Tuesday, February 24, 2015
Written by Pamela Sherratt and Dr. John Street, The Ohio State University
Typically, March and April are the months depending on location in Ohio to apply preemergence herbicides in turfgrasss.
However, extremely cold weather to date has soil temperatures well below normal and soils are frozen in the upper soil profile. Although weather conditions can vary quite readily and result potentially in rapidly rising soil temperatures, late February and early March at least are predicted to continue to bring the bitter Arctic/Siberian chill and cold conditions. I don’t care whether it’s called the "Polar Vortex” or the "Siberian Express”, it is simply way too cold for "old man Street."
This is the time of year when turfgrass managers begin to start thinking about preemergence herbicide applications (March). The good news is with wet soils, snow/ice cover, and frozen soils and most likely the coldest February on record (Ouch!) there is still plenty of time before worrying about the need to apply preemerence herbicides. So, relax, have your plan in place and simply be prepared.
Our best recommendation to be prepared for the proper timing of preemergence herbicide applications for crabgrass control is based on soil temperatures. Why? Because it is an accurate and excellent quantitative measure/guide as to when annual grasses (i.e. crabgrass) will first begin to germinate ( the target window) in the spring.. Crabgrass will typically start to germinate in lawns and landscapes when "nighttime soil temperatures at the 2’ depth reach 50-55 F for several consecutive nights”. So, you can monitor soil temperature daily to see the target window approaching and it can varying significantly from year to year.

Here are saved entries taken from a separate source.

//! Backoff settings and their defaults.
//!
//! `BackoffSettings` is plain data: every field is independent and any field left untouched keeps
//! its documented default. Zero is the "unlimited" sentinel for both budgets.
//!
//! | field                  | default  | meaning                                         |
//! |------------------------|----------|-------------------------------------------------|
//! | `max_retries`          | `0`      | failed attempts before giving up (0 = no limit) |
//! | `exponential`          | `false`  | grow the interval, or keep it constant          |
//! | `multiplier`           | `1.5`    | growth factor per failed attempt                |
//! | `initial_interval`     | `500ms`  | starting interval                               |
//! | `max_interval`         | `60s`    | cap on the pre-jitter interval                  |
//! | `randomization_factor` | `0.5`    | jitter as a fraction of the interval            |
//! | `max_elapsed_time`     | `0`      | wall-clock budget (0 = no limit)                |
//!
//! With the `serde` feature the struct (de)serializes with `#[serde(default)]`, so partial
//! configuration files only need to name the fields they change.

use std::time::Duration;

pub const DEFAULT_MAX_RETRIES: u32 = 0;
pub const DEFAULT_INITIAL_INTERVAL: Duration = Duration::from_millis(500);
pub const DEFAULT_MAX_INTERVAL: Duration = Duration::from_secs(60);
pub const DEFAULT_RANDOMIZATION_FACTOR: f64 = 0.5;
pub const DEFAULT_MULTIPLIER: f64 = 1.5;
pub const DEFAULT_MAX_ELAPSED_TIME: Duration = Duration::ZERO;

/// Immutable knobs for a [`Backoff`](crate::Backoff) engine.
#[derive(Debug, Clone, PartialEq)]
#[cfg_attr(feature = "serde", derive(serde::Serialize, serde::Deserialize))]
#[cfg_attr(feature = "serde", serde(default))]
pub struct BackoffSettings {
    /// Failed attempts allowed before `RetriesExhausted`; `0` means unlimited.
    pub max_retries: u32,
    /// Grow the interval by `multiplier` after each failure instead of keeping it constant.
    pub exponential: bool,
    /// Growth factor; values below `1.0` behave as `1.0`.
    pub multiplier: f64,
    /// Interval the first growth step starts from.
    pub initial_interval: Duration,
    /// Upper bound for the pre-jitter interval.
    pub max_interval: Duration,
    /// Jitter magnitude in `[0, 1]`; out-of-range values are clamped.
    pub randomization_factor: f64,
    /// Wall-clock budget measured from the first attempt; `Duration::ZERO` means unlimited.
    pub max_elapsed_time: Duration,
}

impl Default for BackoffSettings {
    fn default() -> Self {
        Self {
            max_retries: DEFAULT_MAX_RETRIES,
            exponential: false,
            multiplier: DEFAULT_MULTIPLIER,
            initial_interval: DEFAULT_INITIAL_INTERVAL,
            max_interval: DEFAULT_MAX_INTERVAL,
            randomization_factor: DEFAULT_RANDOMIZATION_FACTOR,
            max_elapsed_time: DEFAULT_MAX_ELAPSED_TIME,
        }
    }
}

impl BackoffSettings {
    /// `Some(n)` when a retry ceiling is configured.
    pub fn retry_limit(&self) -> Option<u32> {
        (self.max_retries != 0).then_some(self.max_retries)
    }

    /// `Some(d)` when an elapsed-time ceiling is configured.
    pub fn elapsed_limit(&self) -> Option<Duration> {
        (!self.max_elapsed_time.is_zero()).then_some(self.max_elapsed_time)
    }
}
//! Error types for the backoff engine
//!
//! Operations classify their own failures with [`OperationError`]: `Transient` errors are
//! retried, `Permanent` ones stop the loop and come back to the caller untouched. `From<E>` makes
//! plain errors transient, so `?` inside an operation retries by default and [`permanent`] is the
//! explicit opt-out.
//!
//! The engine reports how a run ended with [`BackoffError`].
use std::fmt;
use std::time::Duration;

/// Classified failure of a single operation call.
#[derive(Debug, Clone, PartialEq, Eq)]
pub enum OperationError<E> {
    /// Worth another attempt.
    Transient(E),
    /// Stop retrying and hand this error back as-is.
    Permanent(E),
}

/// Mark an error as non-retryable.
pub fn permanent<E>(error: E) -> OperationError<E> {
    OperationError::Permanent(error)
}

/// Mark an error as retryable. Equivalent to `OperationError::from(error)`.
pub fn transient<E>(error: E) -> OperationError<E> {
    OperationError::Transient(error)
}

impl<E> From<E> for OperationError<E> {
    fn from(error: E) -> Self {
        OperationError::Transient(error)
    }
}

impl<E> OperationError<E> {
    pub fn is_permanent(&self) -> bool {
        matches!(self, Self::Permanent(_))
    }

    pub fn is_transient(&self) -> bool {
        matches!(self, Self::Transient(_))
    }

    /// The wrapped cause, without the classification.
    pub fn into_inner(self) -> E {
        match self {
            Self::Transient(e) | Self::Permanent(e) => e,
        }
    }

    pub fn as_inner(&self) -> &E {
        match self {
            Self::Transient(e) | Self::Permanent(e) => e,
        }
    }

    /// Transform the cause while keeping the classification.
    pub fn map<F, U>(self, f: F) -> OperationError<U>
    where
        F: FnOnce(E) -> U,
    {
        match self {
            Self::Transient(e) => OperationError::Transient(f(e)),
            Self::Permanent(e) => OperationError::Permanent(f(e)),
        }
    }
}

impl<E: fmt::Display> fmt::Display for OperationError<E> {
    fn fmt(&self, f: &mut fmt::Formatter<'_>) -> fmt::Result {
        fmt::Display::fmt(self.as_inner(), f)
    }
}

impl<E: std::error::Error + 'static> std::error::Error for OperationError<E> {
    fn source(&self) -> Option<&(dyn std::error::Error + 'static)> {
        self.as_inner().source()
    }
}

/// Why an `execute` call stopped.
#[derive(Debug, Clone, Copy, PartialEq, Eq, Hash)]
pub enum TerminationReason {
    Success,
    RetryBudgetExhausted,
    TimeBudgetExhausted,
    Cancelled,
    TerminalError,
}

impl TerminationReason {
    /// Reason for a finished `execute` result.
    pub fn of<T, E>(result: &Result<T, BackoffError<E>>) -> Self {
        match result {
            Ok(_) => TerminationReason::Success,
            Err(e) => e.reason(),
        }
    }
}

impl fmt::Display for TerminationReason {
    fn fmt(&self, f: &mut fmt::Formatter<'_>) -> fmt::Result {
        let s = match self {
            TerminationReason::Success => "success",
            TerminationReason::RetryBudgetExhausted => "retry budget exhausted",
            TerminationReason::TimeBudgetExhausted => "time budget exhausted",
            TerminationReason::Cancelled => "cancelled",
            TerminationReason::TerminalError => "terminal error",
        };
        f.write_str(s)
    }
}

/// Failure result of [`Backoff::execute`](crate::Backoff::execute).
#[derive(Debug, Clone, PartialEq, Eq)]
pub enum BackoffError<E> {
    /// The operation marked its error permanent; the cause is returned unchanged.
    Terminal(E),
    /// `max_retries` failed attempts were made.
    RetriesExhausted { attempts: u32, last_error: E },
    /// More than `max_elapsed_time` passed since the first attempt.
    ElapsedTimeExhausted { attempts: u32, elapsed: Duration, limit: Duration, last_error: E },
    /// The cancellation token fired before the first attempt or during a wait.
    Cancelled { attempts: u32 },
}

impl<E: fmt::Display> fmt::Display for BackoffError<E> {
    fn fmt(&self, f: &mut fmt::Formatter<'_>) -> fmt::Result {
        match self {
            Self::Terminal(e) => fmt::Display::fmt(e, f),
            Self::RetriesExhausted { attempts, last_error } => {
                write!(
                    f,
                    "retries exhausted after {} attempts; last error: {}",
                    attempts, last_error
                )
            }
            Self::ElapsedTimeExhausted { attempts, elapsed, limit, last_error } => {
                write!(
                    f,
                    "elapsed time {:?} exceeded limit {:?} after {} attempts; last error: {}",
                    elapsed, limit, attempts, last_error
                )
            }
            Self::Cancelled { attempts } => {
                write!(f, "retry cancelled after {} attempts", attempts)
            }
        }
    }
}

impl<E: std::error::Error + 'static> std::error::Error for BackoffError<E> {
    fn source(&self) -> Option<&(dyn std::error::Error + 'static)> {
        match self {
            // Display already is the cause; expose the cause's own chain.
            Self::Terminal(e) => e.source(),
            Self::RetriesExhausted { last_error, .. }
            | Self::ElapsedTimeExhausted { last_error, .. } => Some(last_error),
            Self::Cancelled { .. } => None,
        }
    }
}

impl<E> BackoffError<E> {
    pub fn reason(&self) -> TerminationReason {
        match self {
            Self::Terminal(_) => TerminationReason::TerminalError,
            Self::RetriesExhausted { .. } => TerminationReason::RetryBudgetExhausted,
            Self::ElapsedTimeExhausted { .. } => TerminationReason::TimeBudgetExhausted,
            Self::Cancelled { .. } => TerminationReason::Cancelled,
        }
    }

    pub fn is_terminal(&self) -> bool {
        matches!(self, Self::Terminal(_))
    }

    pub fn is_retries_exhausted(&self) -> bool {
        matches!(self, Self::RetriesExhausted { .. })
    }

    pub fn is_elapsed_time_exhausted(&self) -> bool {
        matches!(self, Self::ElapsedTimeExhausted { .. })
    }

    pub fn is_cancelled(&self) -> bool {
        matches!(self, Self::Cancelled { .. })
    }

    /// Failed attempts counted before the run ended; `None` for `Terminal`.
    pub fn attempts(&self) -> Option<u32> {
        match self {
            Self::Terminal(_) => None,
            Self::RetriesExhausted { attempts, .. }
            | Self::ElapsedTimeExhausted { attempts, .. }
            | Self::Cancelled { attempts } => Some(*attempts),
        }
    }

    /// Unwrap the cause of a `Terminal` error.
    pub fn into_inner(self) -> Option<E> {
        match self {
            Self::Terminal(e) => Some(e),
            _ => None,
        }
    }

    pub fn as_inner(&self) -> Option<&E> {
        match self {
            Self::Terminal(e) => Some(e),
            _ => None,
        }
    }

    /// Last retryable error seen before a budget ran out.
    pub fn last_error(&self) -> Option<&E> {
        match self {
            Self::RetriesExhausted { last_error, .. }
            | Self::ElapsedTimeExhausted { last_error, .. } => Some(last_error),
            _ => None,
        }
    }
}

#[cfg(test)]
mod tests {
    use super::*;
    use std::error::Error;
    use std::io;

    #[derive(Debug, Clone, PartialEq, Eq)]
    struct DummyError(&'static str);

    impl fmt::Display for DummyError {
        fn fmt(&self, f: &mut fmt::Formatter<'_>) -> fmt::Result {
            write!(f, "{}", self.0)
        }
    }

    impl std::error::Error for DummyError {}

    #[test]
    fn plain_errors_convert_to_transient() {
        let err: OperationError<DummyError> = DummyError("flaky").into();
        assert!(err.is_transient());
        assert!(!err.is_permanent());
        assert_eq!(err, transient(DummyError("flaky")));
    }

    #[test]
    fn question_mark_classifies_as_transient() {
        fn op() -> Result<(), OperationError<DummyError>> {
            Err::<(), _>(DummyError("io"))?;
            Ok(())
        }
        assert_eq!(op(), Err(OperationError::Transient(DummyError("io"))));
    }

    #[test]
    fn permanent_unwraps_to_original() {
        let err = permanent(DummyError("bad request"));
        assert!(err.is_permanent());
        assert_eq!(err.to_string(), "bad request");
        assert_eq!(err.into_inner(), DummyError("bad request"));
    }

    #[test]
    fn map_keeps_classification() {
        let err = permanent(DummyError("x")).map(|e| e.0.len());
        assert_eq!(err, OperationError::Permanent(1));
        let err = transient(DummyError("xy")).map(|e| e.0.len());
        assert_eq!(err, OperationError::Transient(2));
    }

    #[test]
    fn terminal_displays_cause_verbatim() {
        let err: BackoffError<DummyError> = BackoffError::Terminal(DummyError("denied"));
        assert_eq!(err.to_string(), "denied");
        assert_eq!(err.reason(), TerminationReason::TerminalError);
        assert_eq!(err.into_inner(), Some(DummyError("denied")));
    }

    #[test]
    fn terminal_source_is_causes_source() {
        let inner = io::Error::new(io::ErrorKind::Other, "disk");
        let err = BackoffError::Terminal(inner);
        assert!(err.source().is_none());
    }

    #[test]
    fn retries_exhausted_display_and_source() {
        let err = BackoffError::RetriesExhausted { attempts: 3, last_error: DummyError("last") };
        let msg = err.to_string();
        assert!(msg.contains("3 attempts"));
        assert!(msg.contains("last error: last"));
        assert_eq!(err.source().map(|s| s.to_string()), Some("last".to_string()));
        assert_eq!(err.last_error(), Some(&DummyError("last")));
    }

    #[test]
    fn elapsed_time_display_mentions_limit() {
        let err = BackoffError::ElapsedTimeExhausted {
            attempts: 5,
            elapsed: Duration::from_millis(1500),
            limit: Duration::from_secs(1),
            last_error: DummyError("slow"),
        };
        let msg = err.to_string();
        assert!(msg.contains("1.5s"));
        assert!(msg.contains("limit 1s"));
        assert!(err.source().is_some());
    }

    #[test]
    fn cancelled_has_no_source() {
        let err: BackoffError<DummyError> = BackoffError::Cancelled { attempts: 2 };
        assert!(err.source().is_none());
        assert!(err.to_string().contains("cancelled"));
        assert_eq!(err.attempts(), Some(2));
    }

    #[test]
    fn predicates_cover_all_variants() {
        let terminal: BackoffError<DummyError> = BackoffError::Terminal(DummyError("t"));
        let retries = BackoffError::RetriesExhausted { attempts: 1, last_error: DummyError("r") };
        let elapsed = BackoffError::ElapsedTimeExhausted {
            attempts: 1,
            elapsed: Duration::from_secs(2),
            limit: Duration::from_secs(1),
            last_error: DummyError("e"),
        };
        let cancelled: BackoffError<DummyError> = BackoffError::Cancelled { attempts: 0 };

        assert!(terminal.is_terminal() && !terminal.is_cancelled());
        assert!(retries.is_retries_exhausted() && !retries.is_elapsed_time_exhausted());
        assert!(elapsed.is_elapsed_time_exhausted() && !elapsed.is_retries_exhausted());
        assert!(cancelled.is_cancelled() && !cancelled.is_terminal());

        let reasons: Vec<_> =
            [terminal, retries, elapsed, cancelled].iter().map(BackoffError::reason).collect();
        assert_eq!(
            reasons,
            vec![
                TerminationReason::TerminalError,
                TerminationReason::RetryBudgetExhausted,
                TerminationReason::TimeBudgetExhausted,
                TerminationReason::Cancelled,
            ]
        );
    }

    #[test]
    fn termination_reason_of_success() {
        let ok: Result<u8, BackoffError<DummyError>> = Ok(1);
        assert_eq!(TerminationReason::of(&ok), TerminationReason::Success);
        assert_eq!(TerminationReason::Success.to_string(), "success");
    }
}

So, although there are several methods that can be used to monitor nighttime soil temperatures, the OARDC Weather System website provides daily soil temperatures at the 2” and 4” soil depths every 5 minutes 24/7 (WOW!). It also provides a wide array of other climatological data. You can find this site at the OARDC Weather System website or the OTF website ohioturfgrass.org - click on OARDC Weather System on the bottom, click the weather station location closest to you on the map, and then enter the date(s) under the hourly category. We usually use the 2” soil depth temperature at 6AM. Once the nighttime soil temperature at the 2” depth reaches 50-55F for several consecutive nights like a clock crabgrass will start to germinate.